The Most Valuable Asset: Clinicians' Time
By Elizabeth Woodcock, DrPH, MBA, FACMPE, CPC
A clinician’s time is the most valuable asset of the ambulatory enterprise. Time represents the “product” that patients consume – and it’s our job to not only make it available in a timely manner, but also to ensure that it is optimized. What seems like a straightforward concept, however, is far from simple. Let’s dive in:
Defining the Problem: Lack of Clear Expectations
Despite its importance, expectations related to time are typically not defined. Most employment contracts do not address the work-time requirement for physicians. Physicians are expected to fulfill their clinical duties, but the rigor behind that statement is limited. For patient access leaders, our goal is to balance supply (clinicians’ time) with demand (patients’ care needs).
Defining supply is often the first step for a sustainable, system-level access initiative. We need to identify the expectations for clinical effort per week – and the weeks worked per year. The lack of transparency related to expected hours creates a challenge for administrative leaders and clinicians, which may contribute to a negative, if not toxic situation. The absence of expectations decreases the opportunity to create a culture of accountability, which may lead to some clinicians sensing that they are carrying more of the clinical burden than their peers.

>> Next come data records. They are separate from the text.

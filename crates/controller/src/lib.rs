pub mod api;
pub mod auth;
pub mod cache;
pub mod cli;
pub mod config;
pub mod desired;
pub mod metrics;
pub mod reconciler;
pub mod remote;
pub mod resolver;
pub mod run;
pub mod shutdown;
pub mod test_support;

pub use cache::RemoteCache;
pub use reconciler::{ApplyError, IterationError, IterationReport, Reconciler};
pub use resolver::{DefaultActionBinding, DefaultActionResolver, ResolveError};
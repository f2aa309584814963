use std::sync::Arc;

use axum::extract::State;
use axum::http::{header, StatusCode};
use axum::response::IntoResponse;
use axum::Json;
use serde::Serialize;

use crate::metrics::exposition::render_prometheus;
use crate::metrics::ControllerMetrics;

const PROMETHEUS_TEXT: &str = "text/plain; version=0.0.4; charset=utf-8";

#[derive(Serialize)]
pub struct HealthResponse {
    pub status: &'static str,
    pub primed: bool,
    pub iterations: u64,
    pub iterations_skipped: u64,
    pub cached_definitions: u64,
}

pub async fn healthz(State(m): State<Arc<ControllerMetrics>>) -> Json<HealthResponse> {
    Json(HealthResponse {
        status: "ok",
        primed: m.is_primed(),
        iterations: m.iterations_val(),
        iterations_skipped: m.iterations_skipped_val(),
        cached_definitions: m.cached_definitions_val(),
    })
}

// 503 until the first cache refresh went through.
pub async fn ready(State(m): State<Arc<ControllerMetrics>>) -> StatusCode {
    if m.is_primed() {
        StatusCode::OK
    } else {
        StatusCode::SERVICE_UNAVAILABLE
    }
}

pub async fn prometheus(State(m): State<Arc<ControllerMetrics>>) -> impl IntoResponse {
    ([(header::CONTENT_TYPE, PROMETHEUS_TEXT)], render_prometheus(&m))
}
use std::io;

pub async fn wait_for_shutdown() {
    #[cfg(unix)]
    {
        use tokio::signal::unix::{signal, SignalKind};
        match signal(SignalKind::terminate()) {
            Ok(mut term) => {
                tokio::select! {
                    _ = ctrl_c() => {}
                    _ = term.recv() => {}
                }
            }
            Err(e) => {
                tracing::warn!(error = %e, "SIGTERM handler unavailable, waiting for ctrl-c only");
                ctrl_c().await;
            }
        }
    }

    #[cfg(not(unix))]
    {
        ctrl_c().await;
    }
}

async fn ctrl_c() {
    settle(tokio::signal::ctrl_c().await, "ctrl-c").await
}

// A handler that could not be installed must not read as a shutdown request.
async fn settle(outcome: io::Result<()>, source: &'static str) {
    if let Err(e) = outcome {
        tracing::warn!(error = %e, source, "signal handler unavailable");
        std::future::pending::<()>().await;
    }
}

Navigating the Challenges of Defining Time
This is no easy task, however. The act of defining expected hours may make clinicians feel unappreciated, and their work ethic challenged. Leaders must approach the task with thoughtful, well-defined messaging to manage the perceptions of the clinician teams.
The process itself is challenging. In addition to clinical work, physicians in academic health systems also participate in administrative, research, and teaching activities. Therefore, the acronym, CARTs, is often applied to the topic. However, it’s important to recognize that the “C” – clinical time – requires further scrutiny in the context of access.
Measuring Clinic Time: The “Little C”
For patient access leaders, our objective is to get patients access to the ambulatory enterprise. It represents the lowest-cost delivery setting, an important landing point for patients, particularly in value-based care. Thus, we need to understand the physicians’ clinic time – at the Patient Access Collaborative, we refer to this as the “little c.”
In addition to the time in inpatient rounds, operating room, cath labs, and so forth, we need to understand the expectations for the physicians’ time in the ambulatory clinic. Once we understand the expectations related to clinic time, it allows us to compare it with the time allocated for each physician in the appointment scheduling system. If the physician is expected to see patients in clinic 20 hours per week (five four-hour sessions), 46 weeks per year, for example, is that what is reflected in the scheduling system? If not, what is the difference? Conducting a gap analysis of expected versus actual work hours provides valuable insight into supply.
Insights and Metrics from Defined Expectations
A well-defined expectation of clinic time opens the door to more insightful performance indicators and enhanced business intelligence. Industry standard metrics, such as schedule utilization, become significantly more valuable with the added context of expected hours.
Deeper analysis and decision support tools also benefit from defined clinical expectations. For example, system-level analyses regarding appropriate patient panel size and capacity to match clinical quality standards of care for follow-up care are only possible with a structured approach to expected clinic time.
Key Findings on Physician Time Allocation
A groundbreaking study by the American Medical Association’s Christine Sinsky, MD, and colleagues provides relevant industry data. Extracting data from nearly 400 health care organizations using the electronic health system, Epic®, the authors calculate patient scheduled hours by specialty for a full-time equivalent physician, defined as 40 hours per week. Overall, the median patient scheduled hours for an FTE physician was 33.2 hours.
In other words, a full-time, 40-hour per week physician should be scheduled for 33.2 hours in clinic, as the other hours – 6.8 – are used for patient care outside of the clinic scheduled hours. Scheduling 40 hours in the clinic would mean, therefore, that a physician would actually work 48 hours, as the researchers determined that physicians perform 0.2 hours of work outside of scheduled hours for every 1 hour of patient scheduled time.
Implications for Capacity Management
There are limitations to this study: the research was performed based on a time period during COVID – and does not count phone calls, care team dialogue, or time that is not accounted for in the EHR system. Furthermore, the researchers did not evaluate the content or components of time.
This fact makes our role as capacity management experts even more important; every minute is precious and must be deployed efficiently and effectively. The study provides a significant contribution to the literature to understand our health system’s most valuable asset – the capacity of our clinician workforce.
Conclusion: The Importance of Defining Time
Unpacking the supply-side of access economics – defining time – is vital to the success of our access efforts. By clearly understanding and managing clinician time, we can better meet patient needs, optimize clinic operations, and ensure a sustainable future for the ambulatory enterprise.